Question

Estimate the proportion of boron impurity which will increase the conductivity of a pure silicon sample by a factor of 100. Assume that each boron atom creates a hole and the concentration of holes in pure silicon at the same temperature is 7 × 10¹⁵ holes per cubic metre.

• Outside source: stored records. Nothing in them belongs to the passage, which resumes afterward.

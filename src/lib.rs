//! # pqueue-rs
//!
//! Priority queues layered over a score-ordered set store.
//!
//! Producers enqueue members with a numeric score; consumers dequeue the
//! lowest scores first, query ranks, re-prioritize, delete, and later ask
//! whether a member already left its queue through a dequeue. Redis and
//! Postgres backends are provided, plus an in-memory store for tests.

pub mod config;
pub mod db;
pub mod error;
pub mod model;
pub mod queue;
pub mod store;
pub mod telemetry;

pub use error::{Error, Result};
pub use queue::QueueService;
//! Postgres backend: connection pool, migrations, and health check.
//!
//! Queues live in plain tables (see `migrations/`); [`queue`] implements the
//! store primitives on top of them.

pub mod queue;

use crate::store::StoreResult;
use sqlx::PgPool;
use sqlx::postgres::PgPoolOptions;

/// Database handle. Owns the connection pool.
pub struct Db {
    pool: PgPool,
}

impl Db {
    /// Connect to Postgres and create a connection pool.
    pub async fn connect(url: &str) -> StoreResult<Self> {
        let pool = PgPoolOptions::new()
            .max_connections(10)
            .connect(url)
            .await?;
        Ok(Self { pool })
    }

    /// Wrap an existing pool.
    pub fn from_pool(pool: PgPool) -> Self {
        Self { pool }
    }

    /// Run all pending migrations.
    pub async fn migrate(&self) -> StoreResult<()> {
        sqlx::migrate!("./migrations").run(&self.pool).await?;
        Ok(())
    }

    /// Health check: run a SELECT 1.
    pub async fn health_check(&self) -> StoreResult<()> {
        sqlx::query("SELECT 1").execute(&self.pool).await?;
        Ok(())
    }

    pub(crate) fn pool(&self) -> &PgPool {
        &self.pool
    }
}
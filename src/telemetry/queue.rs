//! Queue operation span helpers.
//!
//! Every service call runs inside a `queue.<operation>` span and reports its
//! outcome to the metric instruments when it finishes.

use super::metrics;
use crate::error::Error;
use opentelemetry::KeyValue;
use std::time::Instant;
use tracing::Span;

/// Start a span for a queue operation.
///
/// The `queue.outcome` field is declared empty and filled by [`record_outcome`].
pub fn start_queue_span(operation: &'static str, queue_id: &str) -> Span {
    tracing::info_span!(
        "queue.operation",
        "otel.name" = operation,
        "queue.operation" = operation,
        "queue.id" = queue_id,
        "queue.outcome" = tracing::field::Empty,
    )
}

/// Short label for an operation result.
pub fn outcome_label<T>(result: &Result<T, Error>) -> &'static str {
    match result {
        Ok(_) => "ok",
        Err(Error::QueueEmpty(_)) => "empty",
        Err(Error::MemberNotFound { .. }) => "not_found",
        Err(Error::InvalidRequest(_)) => "invalid",
        Err(_) => "error",
    }
}

/// Record the outcome on the span and on the operation metrics.
pub fn record_outcome<T>(
    span: &Span,
    operation: &'static str,
    started: Instant,
    result: &Result<T, Error>,
) {
    let outcome = outcome_label(result);
    span.record("queue.outcome", outcome);
    if let Err(e) = result {
        span.in_scope(|| match e {
            Error::StoreUnavailable { .. } | Error::StoreSetup { .. } => {
                tracing::warn!(error = %e, "queue operation failed")
            }
            _ => tracing::debug!(error = %e, "queue operation rejected"),
        });
    }

    metrics::queue_operations().add(
        1,
        &[
            KeyValue::new("operation", operation),
            KeyValue::new("result", outcome),
        ],
    );
    metrics::operation_duration_ms().record(
        started.elapsed().as_secs_f64() * 1000.0,
        &[KeyValue::new("operation", operation)],
    );
}

/// Count members leaving a queue through a dequeue.
pub fn record_dequeued(span: &Span, mode: &'static str, count: usize) {
    span.in_scope(|| {
        tracing::info!(mode, count, "dequeued");
    });
    metrics::dequeued_members().add(count as u64, &[KeyValue::new("mode", mode)]);
}
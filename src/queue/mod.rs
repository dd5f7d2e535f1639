//! The queue service: priority ordering, dequeues, and their audit trail.
//!
//! [`QueueService`] holds nothing but a handle to a [`QueueStore`]. All state
//! lives in the store, so one service can be cloned and shared freely across
//! tasks, and several services over different stores can coexist.

pub mod audit;
pub mod validate;

pub use audit::AuditStatus;
pub use validate::Validate;

use crate::error::{Error, Result};
use crate::model::*;
use crate::store::QueueStore;
use crate::telemetry::queue::{record_dequeued, record_outcome, start_queue_span};
use std::future::Future;
use std::sync::Arc;
use std::time::Instant;
use tracing::{Instrument, Span};

/// Enqueue, dequeue, reorder and audit priority queues held in a store.
#[derive(Clone)]
pub struct QueueService {
    store: Arc<dyn QueueStore>,
}

impl QueueService {
    /// Build a service and run the store's one-time setup.
    pub async fn new(store: Arc<dyn QueueStore>) -> Result<Self> {
        store
            .prepare()
            .await
            .map_err(|source| Error::StoreSetup {
                operation: "prepare",
                source,
            })?;
        Ok(Self { store })
    }

    /// Build a service over a store that is already prepared.
    pub fn with_store(store: Arc<dyn QueueStore>) -> Self {
        Self { store }
    }

    pub fn store(&self) -> &Arc<dyn QueueStore> {
        &self.store
    }

    /// Round-trip to the store.
    pub async fn health_check(&self) -> Result<()> {
        self.store
            .ping()
            .await
            .map_err(|source| Error::StoreSetup {
                operation: "ping",
                source,
            })
    }

    /// Insert a member, or move it to the new score if it is already queued.
    pub async fn enqueue(&self, req: &EnqueueReq) -> Result<()> {
        observe("enqueue", &req.queue_id, async {
            req.validate()?;
            self.store
                .add(&req.queue_id, &req.entry())
                .await
                .map_err(|e| Error::store("enqueue", &req.queue_id, e))
        })
        .await
    }

    /// Remove members from the head of the queue.
    ///
    /// An empty queue yields an empty list, not an error. Ranked dequeues
    /// record each member for [`QueueService::is_dequeued`]; release-all
    /// flags the whole queue instead.
    pub async fn dequeue(&self, req: &DequeueReq) -> Result<Vec<String>> {
        observe("dequeue", &req.queue_id, async {
            req.validate()?;
            let members = match req.mode.take_count() {
                Some(count) => self.store.pop_by_rank(&req.queue_id, count).await,
                None => self.store.release_all(&req.queue_id).await,
            }
            .map_err(|e| Error::store("dequeue", &req.queue_id, e))?;

            record_dequeued(&Span::current(), req.mode.as_str(), members.len());
            Ok(members)
        })
        .await
    }

    /// The next member to be dequeued, left in place.
    pub async fn peek(&self, queue_id: &str) -> Result<String> {
        observe("peek", queue_id, async {
            validate::queue_id(queue_id)?;
            let head = self
                .store
                .range_by_rank(queue_id, 0, 0)
                .await
                .map_err(|e| Error::store("peek", queue_id, e))?;
            head.into_iter()
                .next()
                .ok_or_else(|| Error::QueueEmpty(queue_id.to_string()))
        })
        .await
    }

    /// Zero-based rank of a member; 0 is next to be dequeued.
    pub async fn get_position(&self, req: &PositionReq) -> Result<u64> {
        observe("position", &req.queue_id, async {
            req.validate()?;
            let count = self
                .store
                .cardinality(&req.queue_id)
                .await
                .map_err(|e| Error::store("position", &req.queue_id, e))?;
            if count == 0 {
                return Err(Error::QueueEmpty(req.queue_id.clone()));
            }

            self.store
                .rank(&req.queue_id, &req.member_id)
                .await
                .map_err(|e| Error::store("position", &req.queue_id, e))?
                .ok_or_else(|| Error::MemberNotFound {
                    queue_id: req.queue_id.clone(),
                    member_id: req.member_id.clone(),
                })
        })
        .await
    }

    /// Set or update a member's score. Same store effect as [`QueueService::enqueue`].
    pub async fn set_priority(&self, req: &SetPriorityReq) -> Result<()> {
        observe("set_priority", &req.queue_id, async {
            req.validate()?;
            self.store
                .add(&req.queue_id, &req.entry())
                .await
                .map_err(|e| Error::store("set_priority", &req.queue_id, e))
        })
        .await
    }

    /// Cancel a member. Absent members are not an error, and the removal is
    /// not recorded as a dequeue.
    pub async fn delete(&self, req: &DeleteReq) -> Result<()> {
        observe("delete", &req.queue_id, async {
            req.validate()?;
            let removed = self
                .store
                .remove(&req.queue_id, &req.member_id)
                .await
                .map_err(|e| Error::store("delete", &req.queue_id, e))?;
            tracing::debug!(member_id = %req.member_id, removed, "delete");
            Ok(())
        })
        .await
    }

    /// Empty the queue and flag it fully released. Idempotent; returns how
    /// many members were removed.
    pub async fn clear(&self, queue_id: &str) -> Result<u64> {
        observe("clear", queue_id, async {
            validate::queue_id(queue_id)?;
            let members = self
                .store
                .release_all(queue_id)
                .await
                .map_err(|e| Error::store("clear", queue_id, e))?;
            record_dequeued(&Span::current(), DequeueMode::ReleaseAll.as_str(), members.len());
            Ok(members.len() as u64)
        })
        .await
    }

    /// Run any request and wrap its result in the matching [`Response`].
    pub async fn execute(&self, req: Request) -> Result<Response> {
        match req {
            Request::Enqueue(r) => self.enqueue(&r).await.map(|()| Response::Enqueued),
            Request::Dequeue(r) => self.dequeue(&r).await.map(Response::Dequeued),
            Request::Position(r) => self.get_position(&r).await.map(Response::Position),
            Request::SetPriority(r) => self.set_priority(&r).await.map(|()| Response::PrioritySet),
            Request::Delete(r) => self.delete(&r).await.map(|()| Response::Deleted),
            Request::Peek { queue_id } => self.peek(&queue_id).await.map(Response::Peeked),
            Request::IsDequeued(r) => self.is_dequeued(&r).await.map(Response::IsDequeued),
            Request::Clear { queue_id } => self.clear(&queue_id).await.map(Response::Cleared),
        }
    }
}

/// Run one operation inside its span and record the outcome.
async fn observe<T>(
    operation: &'static str,
    queue_id: &str,
    fut: impl Future<Output = Result<T>>,
) -> Result<T> {
    let span = start_queue_span(operation, queue_id);
    let started = Instant::now();
    let result = fut.instrument(span.clone()).await;
    record_outcome(&span, operation, started, &result);
    result
}
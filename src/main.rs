//! Binary entry point and high-level flow coordination.
//!
//! Dispatches the parsed `CliAction`: a bare invocation runs the decision
//! pipeline under the single-instance lock; subcommands run their handlers
//! and bypass the pipeline entirely. Every recoverable condition degrades
//! to "use defaults" or "skip this invocation" so a scheduler-driven run
//! never takes the host unit down with it.

use themr::args::{CliAction, ParsedArgs};
use themr::commands;
use themr::common::constants::{EXIT_FAILURE, EXIT_SUCCESS};
use themr::common::utils;
use themr::{Themr, log_end, log_error_exit, log_pipe, log_version, log_warning};

fn main() {
    std::process::exit(run());
}

fn run() -> i32 {
    let parsed = ParsedArgs::parse(std::env::args());

    let config_dir = match &parsed.action {
        CliAction::Run { config_dir }
        | CliAction::UpdateCommand { config_dir }
        | CliAction::StatusCommand { config_dir } => config_dir.clone(),
        _ => None,
    };

    match parsed.action {
        CliAction::ShowHelp => {
            commands::help::show_help();
            return EXIT_SUCCESS;
        }
        CliAction::ShowVersion => {
            commands::help::show_version();
            return EXIT_SUCCESS;
        }
        CliAction::ShowHelpDueToError => {
            commands::help::show_help();
            return EXIT_FAILURE;
        }
        _ => {}
    }

    if let Err(e) = themr::settings::set_config_dir(config_dir) {
        eprintln!("{e}");
        return EXIT_FAILURE;
    }

    log_version!();

    if utils::running_as_root() {
        // Running as root would leave root-owned files in the user's
        // config and cache directories.
        log_error_exit!("themr should not be run as root");
        log_end!();
        return EXIT_FAILURE;
    }

    let result = match parsed.action {
        CliAction::Run { .. } => run_pipeline(),
        CliAction::UpdateCommand { .. } => commands::update::run(),
        CliAction::StatusCommand { .. } => commands::status::run(),
        // Help and version actions returned above
        _ => unreachable!("informational actions handled before dispatch"),
    };

    match result {
        Ok(()) => {
            log_end!();
            EXIT_SUCCESS
        }
        Err(e) => {
            log_pipe!();
            log_error_exit!("{e:#}");
            log_end!();
            EXIT_FAILURE
        }
    }
}

fn run_pipeline() -> anyhow::Result<()> {
    let _lock = match utils::acquire_instance_lock()? {
        Some(lock) => lock,
        None => {
            log_pipe!();
            log_warning!("Another themr instance is running, skipping this invocation");
            return Ok(());
        }
    };

    Themr::new()?.run()
}
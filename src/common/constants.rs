//! Application-wide constants.

/// Version stamped into settings documents written by this build.
pub const SETTINGS_VERSION: f64 = 2.0;

/// Documents at or below this version still carry the flat
/// `themes.light` / `themes.dark` layout and need the structural rename.
pub const FLAT_THEMES_MAX_VERSION: f64 = 1.2;

/// Settings file name inside the config directory.
pub const SETTINGS_FILE_NAME: &str = "themr.toml";

/// Serialized sunrise/sunset pair inside the cache directory.
pub const SUN_TIMES_FILE_NAME: &str = "sun_times.json";

/// Advisory lock file guarding against overlapping scheduler firings.
pub const LOCK_FILE_NAME: &str = "themr.lock";

pub const EXIT_SUCCESS: i32 = 0;
pub const EXIT_FAILURE: i32 = 1;
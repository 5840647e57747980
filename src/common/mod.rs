// Shared constants and small utilities
pub mod constants;
pub mod utils;
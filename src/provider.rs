//! Sun-time provider seam.
//!
//! Computing sunrise/sunset is an external concern: the default provider
//! delegates the astronomy to the `sunrise` crate and only adapts its output
//! to the cache's shape. `compute` returning `Ok(None)` means the provider
//! cannot produce times this run (typically unconfigured coordinates); the
//! pipeline skips the invocation and the scheduler retries later.

use anyhow::Result;
use chrono::{DateTime, Local};
use sunrise::{Coordinates, SolarDay, SolarEvent};

use crate::settings::Settings;
use crate::suncache::SunTimes;

#[cfg_attr(test, mockall::automock)]
pub trait SunTimeProvider {
    /// Compute the sunrise/sunset pair for the location in `settings`.
    fn compute(&self, settings: &Settings) -> Result<Option<SunTimes>>;
}

/// Provider backed by the `sunrise` crate, using the current local date.
pub struct SolarProvider;

impl SunTimeProvider for SolarProvider {
    fn compute(&self, settings: &Settings) -> Result<Option<SunTimes>> {
        let (lat, lon) = match (settings.latitude(), settings.longitude()) {
            (Some(lat), Some(lon)) => (lat, lon),
            _ => {
                log_pipe!();
                log_warning!("No coordinates configured, cannot compute sun times");
                log_indented!("Add latitude and longitude to the [location] settings section");
                return Ok(None);
            }
        };

        let Some(coord) = Coordinates::new(lat, lon) else {
            log_pipe!();
            log_warning!("Coordinates {lat:.4}, {lon:.4} are out of range");
            return Ok(None);
        };

        let today = Local::now().date_naive();
        let solar_day = SolarDay::new(coord, today);
        let sunrise_utc = solar_day.event_time(SolarEvent::Sunrise);
        let sunset_utc = solar_day.event_time(SolarEvent::Sunset);

        let sunrise: DateTime<Local> = sunrise_utc.with_timezone(&Local);
        let sunset: DateTime<Local> = sunset_utc.with_timezone(&Local);

        if sunrise >= sunset {
            // Polar day/night: the solar calculation degenerates and there
            // is no meaningful boundary pair for this date.
            log_pipe!();
            log_warning!("Sun does not rise and set normally at {lat:.4}° today");
            log_indented!("Skipping sun time computation for this date");
            return Ok(None);
        }

        Ok(Some(SunTimes::new(sunrise, sunset)?))
    }
}
//! One-shot CLI command handlers.
//!
//! Each command is implemented in its own submodule. Commands operate on the
//! same settings store and cache as the pipeline but bypass the decision
//! flow.

pub mod help;
pub mod status;
pub mod update;
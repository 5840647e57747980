//! # Themr Library
//!
//! Internal library for the themr binary.
//!
//! themr decides, once per invocation, whether the desktop should be in
//! light or dark mode based on the user's local sunrise and sunset times.
//! It is meant to be fired periodically by an external scheduler as a
//! short-lived process.
//!
//! ## Architecture
//!
//! - **Entry Point**: `Themr` struct runs the load → cache → decide → apply
//!   pipeline
//! - **Settings**: `settings` module owns the versioned TOML document,
//!   its bundled defaults, and forward migration
//! - **Cache**: `suncache` persists the sunrise/sunset pair atomically
//! - **Engine**: `engine` is the pure Light/Dark classification
//! - **Gateway**: `gateway` holds the seams to theme-application and
//!   notification collaborators
//! - **Provider**: `provider` computes sun times via the `sunrise` crate
//! - **Infrastructure**: argument parsing, one-shot commands, logging

// Import macros from logger module for use in all submodules
#[macro_use]
pub mod logger;

pub mod args;
pub mod commands;
pub mod common;
pub mod engine;
pub mod gateway;
pub mod provider;
pub mod settings;
pub mod suncache;

mod themr;

// Re-export for binary
pub use engine::{ThemeVerdict, decide};
pub use themr::Themr;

Density of silicon 5 × 10²⁸ atoms per cubic metre.

Answer 1

Initially, the total number of charge carriers per cubic metre is given by
n_i = 2 × 7 × 10¹⁵
$\Rightarrow$n_i = 14 × 10¹⁵

Finally, the total number of charge carriers per cubic metre is given by
n_f = 14 × 10¹⁷/m³

We know that the product of the concentrations of holes and conduction electrons remains almost the same.
Let x be the number of holes.
Thus,
$$\begin{gathered} (7\times {10}^{15})\times (7\times {10}^{15})=x\times (14\times {10}^{17}-x) \\ \Rightarrow 14x\times {10}^{17}-x^2=49\times {10}^{30} \\ \Rightarrow x^2-14x\times {10}^{17}-49\times {10}^{30}=0 \\ \Rightarrow x=\frac{14\times {10}^{17}\pm \sqrt{(14{)}^2\times {10}^{34}+4\times 49\times {10}^{30}}}{2} \\ \Rightarrow x=\frac{14\times {10}^{17}\pm \sqrt{(14{)}^2\times {10}^{34}+4\times 49\times {10}^{30}}}{2} \\ \Rightarrow x=\frac{28.0007}{2}\times {10}^{17}=14.00035\times {10}^{17} \end{gathered}$$
This is equal to the increased number of holes or the number of atoms of boron added.
Number of atoms of boron added = $(14.00035\times {10}^{17}-7\times {10}^{15})=1386.035\times {10}^{15}$
Now, 1386.035 × 10¹⁵ atoms are added per 5 × 10²⁸ atoms of Si in 1 m³.
Therefore, 1 atom of boron is added per $\frac{5\times {10}^{28}}{1386.035\times {10}^{15}}$ atoms of Si in 1 m³.
Proportion of boron impurity is $3.607\times {10}^{-3}\times {10}^{13}=3.607\times {10}^{10}$.